> **PROBLEM DESCRIPTION**
In the listing below, every line with the word "high" needs to be copied.

== Segment start ==

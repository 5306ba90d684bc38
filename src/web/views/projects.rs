use maud::{html, DOCTYPE};
use poem::web::{Data, Html};
use poem::{handler, IntoResponse};

use crate::portfolio::PROJECTS;
use crate::prelude::*;
use crate::web::partials::*;
use crate::web::tracking_code::TrackingCode;

#[instrument(skip_all)]
#[handler]
pub async fn get(tracking_code: Data<&TrackingCode>) -> impl IntoResponse {
    let markup = html! {
        (DOCTYPE)
        html lang="en" {
            head {
                (headers())
                title { (title(Page::Projects)) }
            }
            body {
                (*tracking_code)
                (navbar(Page::Projects))

                section.section {
                    div.container {
                        h1.title { "Projects" }
                        @for project in PROJECTS {
                            div.block { (project_card(project)) }
                        }
                    }
                }

                (footer())
            }
        }
    };
    Html(markup.into_string())
}

#[cfg(test)]
mod tests {
    use crate::portfolio::PROJECTS;
    use crate::web::test::{create_standalone_test_client, read_text};

    #[tokio::test]
    async fn get_ok() -> crate::Result {
        let client = create_standalone_test_client()?;
        let response = client.get("/projects").send().await;
        response.assert_status_is_ok();
        let body = read_text(response).await?;
        for project in PROJECTS {
            assert!(body.contains(project.title));
            assert!(body.contains(project.github_url));
        }
        Ok(())
    }
}
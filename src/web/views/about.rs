use maud::{html, DOCTYPE};
use poem::web::{Data, Html};
use poem::{handler, IntoResponse};

use crate::portfolio::PROFILE;
use crate::prelude::*;
use crate::web::partials::*;
use crate::web::tracking_code::TrackingCode;

#[instrument(skip_all)]
#[handler]
pub async fn get(tracking_code: Data<&TrackingCode>) -> impl IntoResponse {
    let markup = html! {
        (DOCTYPE)
        html lang="en" {
            head {
                (headers())
                title { (title(Page::About)) }
            }
            body {
                (*tracking_code)
                (navbar(Page::About))

                section.section {
                    div.container {
                        div.columns {
                            div.column."is-8" {
                                h1.title { "About me" }
                                p.subtitle { (PROFILE.role) }
                                div.content {
                                    p { (PROFILE.short_bio) }
                                    p {
                                        "Based in " strong { (PROFILE.location) } ". "
                                        "This site is a small playground: besides the usual pages, it serves a "
                                        a href=(Page::Predictor.path()) { "linear regression model" }
                                        " fitted on startup."
                                    }
                                }
                            }
                            div.column."is-4" {
                                div.box {
                                    p.heading { "Location" }
                                    p."mb-3" {
                                        span.icon-text {
                                            span.icon { i.fas.fa-map-marker-alt.has-text-danger {} }
                                            span { (PROFILE.location) }
                                        }
                                    }
                                    p.heading { "Code" }
                                    p {
                                        span.icon-text {
                                            span.icon { i.fab.fa-github {} }
                                            span { a href=(PROFILE.github_url) { "GitHub" } }
                                        }
                                    }
                                }
                            }
                        }
                    }
                }

                (footer())
            }
        }
    };
    Html(markup.into_string())
}
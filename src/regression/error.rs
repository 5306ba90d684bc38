use std::io;
use std::path::PathBuf;

use thiserror::Error;

/// Startup-time dataset failure. Either variant means there is no model to serve.
#[derive(Debug, Error)]
pub enum DatasetError {
    #[error("failed to read the dataset `{}`", path.display())]
    Io {
        path: PathBuf,

        #[source]
        source: io::Error,
    },

    #[error("malformed dataset")]
    Format(#[from] FormatError),
}

#[derive(Debug, Error)]
pub enum FormatError {
    #[error("required column `{0}` is missing from the header")]
    MissingColumn(&'static str),

    #[error("line {line}: `{column}` is empty")]
    MissingValue { line: u64, column: &'static str },

    #[error("line {line}: `{column}` is not a finite number: {value:?}")]
    NotNumeric {
        line: u64,
        column: &'static str,
        value: String,
    },

    #[error("invalid CSV")]
    Csv(#[source] csv::Error),

    #[error("the dataset contains no samples")]
    Empty,
}

/// Per-request failure to assemble a feature vector.
#[derive(Debug, Error, PartialEq, Eq)]
pub enum ValidationError {
    #[error("`{0}` is required")]
    MissingFeature(&'static str),

    #[error("`{feature}` must be a number, got {value:?}")]
    NotNumeric { feature: &'static str, value: String },
}

/// The least-squares system could not be solved in floating point.
#[derive(Debug, Error, PartialEq, Eq)]
pub enum FitError {
    #[error("the normal equation overflows, the dataset values are too large")]
    Overflow,

    #[error("the singular value decomposition did not converge")]
    NotConverged,

    #[error("the fitted coefficients are not finite")]
    NotFinite,
}
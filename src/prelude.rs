pub use std::sync::Arc;
pub use std::time::Instant;

pub use anyhow::{anyhow, Context, Error};
pub use tracing::{debug, error, info, instrument, warn};

pub type Result<T = (), E = Error> = std::result::Result<T, E>;
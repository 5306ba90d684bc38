use std::fmt::{Display, Write};

use maud::{Escaper, Render};

/// Rounded number with the exact value in the tooltip.
pub struct Float<T> {
    value: T,
    precision: usize,
}

impl<T> From<T> for Float<T> {
    fn from(value: T) -> Self {
        Self {
            value,
            precision: 2,
        }
    }
}

impl<T> Float<T> {
    pub const fn precision(mut self, precision: usize) -> Self {
        self.precision = precision;
        self
    }
}

impl<T: Display> Render for Float<T> {
    fn render_to(&self, buffer: &mut String) {
        write!(buffer, r#"<span title=""#).unwrap();
        write!(Escaper::new(buffer), "{}", self.value).unwrap();
        write!(buffer, r#"">"#).unwrap();
        write!(Escaper::new(buffer), "{0:.1$}", self.value, self.precision).unwrap();
        write!(buffer, "</span>").unwrap();
    }
}
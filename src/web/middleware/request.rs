use std::collections::BTreeMap;

use poem::{Endpoint, Middleware, Request, Response, Result};

use crate::logging::format_elapsed;
use crate::prelude::*;

/// Tags the Sentry scope with the request and logs how it went.
pub struct RequestMiddleware;

impl<E: Endpoint<Output = Response>> Middleware<E> for RequestMiddleware {
    type Output = RequestEndpoint<E>;

    fn transform(&self, inner: E) -> Self::Output {
        RequestEndpoint { inner }
    }
}

pub struct RequestEndpoint<E> {
    inner: E,
}

#[poem::async_trait]
impl<E: Endpoint<Output = Response>> Endpoint for RequestEndpoint<E> {
    type Output = Response;

    async fn call(&self, request: Request) -> Result<Self::Output> {
        let method = request.method().clone();
        let path = request.uri().path().to_string();
        sentry::configure_scope(|scope| {
            scope.set_tag("http.method", method.as_str());
            scope.set_tag("http.path", &path);

            let mut context = BTreeMap::new();
            if let Some(query) = request.uri().query() {
                context.insert("query".to_string(), query.into());
            }
            if let Some(user_agent) = request.header("User-Agent") {
                context.insert("user_agent".to_string(), user_agent.into());
            }
            scope.set_context("request", sentry::protocol::Context::Other(context));
        });

        let start_instant = Instant::now();
        let result = self.inner.call(request).await;
        let elapsed = format_elapsed(start_instant);
        match &result {
            Ok(response) => {
                info!(%method, path = path.as_str(), status = response.status().as_u16(), elapsed = elapsed.as_str());
            }
            Err(error) => {
                warn!(%method, path = path.as_str(), status = error.status().as_u16(), elapsed = elapsed.as_str(), "failed");
            }
        }
        result
    }
}
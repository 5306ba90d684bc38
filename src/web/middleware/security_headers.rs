use poem::http::{HeaderName, HeaderValue};
use poem::{Endpoint, IntoResponse, Middleware, Request, Response, Result};

/// Stylesheets and fonts come from the CDNs, the only script is the optional analytics tag.
const POLICY: &str = "default-src 'self'; \
    style-src 'self' https://cdn.jsdelivr.net https://cdnjs.cloudflare.com; \
    font-src https://cdnjs.cloudflare.com; \
    script-src 'self' 'unsafe-inline' https://www.googletagmanager.com; \
    connect-src 'self' https://*.google-analytics.com; \
    img-src 'self' data: https://*.google-analytics.com; \
    frame-ancestors 'none'";

const HEADERS: [(&str, &str); 5] = [
    ("content-security-policy", POLICY),
    ("x-content-type-options", "nosniff"),
    ("x-frame-options", "deny"),
    ("referrer-policy", "strict-origin-when-cross-origin"),
    ("strict-transport-security", "max-age=5184000"),
];

pub struct SecurityHeadersMiddleware;

impl<E: Endpoint> Middleware<E> for SecurityHeadersMiddleware {
    type Output = SecurityHeadersEndpoint<E>;

    fn transform(&self, inner: E) -> Self::Output {
        SecurityHeadersEndpoint { inner }
    }
}

pub struct SecurityHeadersEndpoint<E> {
    inner: E,
}

#[poem::async_trait]
impl<E: Endpoint> Endpoint for SecurityHeadersEndpoint<E> {
    type Output = Response;

    async fn call(&self, request: Request) -> Result<Self::Output> {
        let mut response = self.inner.call(request).await?.into_response();
        let headers = response.headers_mut();
        for (name, value) in HEADERS {
            headers.insert(HeaderName::from_static(name), HeaderValue::from_static(value));
        }
        Ok(response)
    }
}
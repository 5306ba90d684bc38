use std::collections::HashMap;

use crate::regression::error::ValidationError;

pub const N_FEATURES: usize = 5;

/// Canonical feature order. Dataset columns, model weights and feature vectors all follow it.
pub const FEATURE_NAMES: [&str; N_FEATURES] =
    ["avg_return", "volatility", "liquidity", "risk_score", "momentum"];

/// Label column.
pub const LABEL_NAME: &str = "grade";

/// Optional display name column.
pub const ASSET_NAME: &str = "asset";

/// Feature values in [`FEATURE_NAMES`] order.
///
/// Outside callers build it by name through the `TryFrom` implementations,
/// so the supply order never matters.
#[must_use]
#[derive(Copy, Clone, Debug, PartialEq)]
pub struct FeatureVector([f64; N_FEATURES]);

impl FeatureVector {
    /// Wraps the values which **must** already be in [`FEATURE_NAMES`] order.
    pub const fn new(values: [f64; N_FEATURES]) -> Self {
        Self(values)
    }

    /// Looks every feature up by its name and parses it.
    ///
    /// Blank values count as missing.
    pub fn try_from_lookup<'a>(
        mut lookup: impl FnMut(&str) -> Option<&'a str>,
    ) -> Result<Self, ValidationError> {
        let mut values = [0.0; N_FEATURES];
        for (value, feature) in values.iter_mut().zip(FEATURE_NAMES) {
            let raw = lookup(feature)
                .map(str::trim)
                .filter(|raw| !raw.is_empty())
                .ok_or(ValidationError::MissingFeature(feature))?;
            *value = parse_value(raw).ok_or_else(|| ValidationError::NotNumeric {
                feature,
                value: raw.to_string(),
            })?;
        }
        Ok(Self(values))
    }

    pub const fn values(&self) -> &[f64; N_FEATURES] {
        &self.0
    }

    /// Named values in the canonical order.
    pub fn iter(&self) -> impl Iterator<Item = (&'static str, f64)> + '_ {
        FEATURE_NAMES.into_iter().zip(self.0.iter().copied())
    }
}

impl TryFrom<&HashMap<String, String>> for FeatureVector {
    type Error = ValidationError;

    fn try_from(fields: &HashMap<String, String>) -> Result<Self, Self::Error> {
        Self::try_from_lookup(|name| fields.get(name).map(String::as_str))
    }
}

impl TryFrom<&HashMap<String, f64>> for FeatureVector {
    type Error = ValidationError;

    fn try_from(fields: &HashMap<String, f64>) -> Result<Self, Self::Error> {
        let mut values = [0.0; N_FEATURES];
        for (value, feature) in values.iter_mut().zip(FEATURE_NAMES) {
            *value = match fields.get(feature) {
                Some(value) if value.is_finite() => *value,
                Some(value) => {
                    return Err(ValidationError::NotNumeric {
                        feature,
                        value: value.to_string(),
                    });
                }
                None => return Err(ValidationError::MissingFeature(feature)),
            };
        }
        Ok(Self(values))
    }
}

/// Parses a finite floating-point number, ignoring the surrounding whitespace.
pub fn parse_value(value: &str) -> Option<f64> {
    value
        .trim()
        .parse::<f64>()
        .ok()
        .filter(|value| value.is_finite())
}

#[cfg(test)]
mod tests {
    use super::*;

    fn fields(pairs: &[(&str, &str)]) -> HashMap<String, String> {
        pairs
            .iter()
            .map(|(name, value)| (name.to_string(), value.to_string()))
            .collect()
    }

    #[test]
    fn try_from_reorders_by_name_ok() -> crate::Result {
        let fields = fields(&[
            ("momentum", "8"),
            ("risk_score", "7"),
            ("liquidity", "9"),
            ("volatility", "28"),
            ("avg_return", "14"),
        ]);
        let vector = FeatureVector::try_from(&fields)?;
        assert_eq!(vector.values(), &[14.0, 28.0, 9.0, 7.0, 8.0]);
        assert_eq!(vector.iter().nth(2), Some(("liquidity", 9.0)));
        Ok(())
    }

    #[test]
    fn missing_feature_error() {
        let fields = fields(&[
            ("avg_return", "14"),
            ("volatility", "28"),
            ("liquidity", "9"),
            ("momentum", "8"),
        ]);
        assert_eq!(
            FeatureVector::try_from(&fields),
            Err(ValidationError::MissingFeature("risk_score")),
        );
    }

    #[test]
    fn blank_feature_is_missing() {
        let fields = fields(&[
            ("avg_return", "  "),
            ("volatility", "28"),
            ("liquidity", "9"),
            ("risk_score", "7"),
            ("momentum", "8"),
        ]);
        assert_eq!(
            FeatureVector::try_from(&fields),
            Err(ValidationError::MissingFeature("avg_return")),
        );
    }

    #[test]
    fn non_numeric_feature_error() {
        let fields = fields(&[
            ("avg_return", "14"),
            ("volatility", "high"),
            ("liquidity", "9"),
            ("risk_score", "7"),
            ("momentum", "8"),
        ]);
        assert_eq!(
            FeatureVector::try_from(&fields),
            Err(ValidationError::NotNumeric {
                feature: "volatility",
                value: "high".to_string(),
            }),
        );
    }

    #[test]
    fn non_finite_numbers_are_rejected() {
        assert_eq!(parse_value("NaN"), None);
        assert_eq!(parse_value("inf"), None);
        assert_eq!(parse_value(" 1.5 "), Some(1.5));

        let numbers: HashMap<String, f64> = FEATURE_NAMES
            .iter()
            .map(|name| (name.to_string(), f64::NAN))
            .collect();
        assert!(matches!(
            FeatureVector::try_from(&numbers),
            Err(ValidationError::NotNumeric { feature: "avg_return", .. }),
        ));
    }
}
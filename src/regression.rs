//! Grade regression: the dataset, the least-squares fit and the predictor.

pub mod dataset;
pub mod error;
pub mod features;
pub mod metrics;
pub mod model;

pub use self::dataset::Dataset;
pub use self::error::ValidationError;
pub use self::features::{FeatureVector, FEATURE_NAMES, N_FEATURES};
pub use self::model::Model;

== Segment end ==

> **EXERCISE RESULT**
            ("volatility", "high"),
                value: "high".to_string(),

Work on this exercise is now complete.